**INSTRUCTIONS TO FOLLOW**
Which lines have the string "balances"? Copy all of them from the entries below.

**ENTRIES SUPPLIED**
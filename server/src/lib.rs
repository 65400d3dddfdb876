mod api;
pub use api::Api;

mod metrics;
use metrics::HttpMetrics;

mod store;
pub use store::{Store, StoreError};

/// Shared service state behind the HTTP API: the store plus request
/// metrics, constructed once in `main` and handed to the router via `Arc`.
pub struct Backend {
    store: Store,
    http_metrics: HttpMetrics,
}

/// Point-in-time service health, reported by `GET /health`.
pub struct HealthStatus {
    pub healthy: bool,
    pub users: u64,
    pub referrals: u64,
    pub version: &'static str,
}

impl Backend {
    pub fn new(store: Store) -> Self {
        Self {
            store,
            http_metrics: HttpMetrics::default(),
        }
    }

    pub fn store(&self) -> &Store {
        &self.store
    }

    pub(crate) fn http_metrics(&self) -> &HttpMetrics {
        &self.http_metrics
    }

    /// Health summary: row counts for both tables. A failed count marks the
    /// service unhealthy.
    pub fn health_status(&self) -> HealthStatus {
        let users = self.store.user_count();
        let referrals = self.store.referral_count();
        HealthStatus {
            healthy: users.is_ok() && referrals.is_ok(),
            users: users.unwrap_or(0),
            referrals: referrals.unwrap_or(0),
            version: env!("CARGO_PKG_VERSION"),
        }
    }
}
//! Save-data documents and the baseline template.
//!
//! Defines the document alias, the default field set, the shallow merge
//! applied at read time, and coin crediting.

use serde_json::{json, Map, Value};

/// A player's save data: an arbitrary top-level JSON object. The store is
/// opaque to its contents beyond the top-level field names.
pub type Document = Map<String, Value>;

/// Field credited by the referral bonus.
pub const COINS_FIELD: &str = "coins";

/// Default save data for a player with no stored state.
///
/// Stored documents are merged over this template at read time, so any field
/// a client never saved comes back at its default.
pub fn baseline_state() -> Document {
    Document::from_iter([
        ("coins".to_string(), json!(0)),
        ("clickLevel".to_string(), json!(1)),
        ("clickValue".to_string(), json!(1)),
        ("energyLevel".to_string(), json!(1)),
        ("maxEnergy".to_string(), json!(10)),
        ("energy".to_string(), json!(10)),
        ("autoLevel".to_string(), json!(1)),
        ("regenLevel".to_string(), json!(1)),
        ("energyRegenRate".to_string(), json!(1.0)),
        ("lastEnergyAt".to_string(), json!(0)),
        ("lastIncomeAt".to_string(), json!(0)),
        ("farms".to_string(), json!([])),
        ("clickCount".to_string(), json!(0)),
        ("totalEarned".to_string(), json!(0)),
        ("quests".to_string(), json!({})),
        ("achievements".to_string(), json!({})),
        ("level".to_string(), json!(1)),
        ("steam_rub".to_string(), json!(0)),
    ])
}

/// Merge a stored document over the baseline template.
///
/// The merge is shallow: every stored top-level field wins over the baseline
/// field of the same name, nested objects are replaced wholesale rather than
/// defaulted field-by-field, and stored fields the baseline does not know
/// are kept.
pub fn merge_with_baseline(stored: Document) -> Document {
    let mut merged = baseline_state();
    for (field, value) in stored {
        merged.insert(field, value);
    }
    merged
}

/// Add `bonus` to a document's `coins` field in place.
///
/// A missing or non-numeric balance counts as zero. Integer balances use
/// saturating arithmetic; fractional balances stay fractional.
pub fn credit_coins(document: &mut Document, bonus: u64) {
    let current = document.get(COINS_FIELD);
    let credited = if let Some(balance) = current.and_then(Value::as_i64) {
        json!(balance.saturating_add(bonus as i64))
    } else if let Some(balance) = current.and_then(Value::as_u64) {
        json!(balance.saturating_add(bonus))
    } else if let Some(balance) = current.and_then(Value::as_f64) {
        json!(balance + bonus as f64)
    } else {
        json!(bonus)
    };
    document.insert(COINS_FIELD.to_string(), credited);
}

**RESULT OF THIS EXERCISE**
/// A missing or non-numeric balance counts as zero. Integer balances use
/// saturating arithmetic; fractional balances stay fractional.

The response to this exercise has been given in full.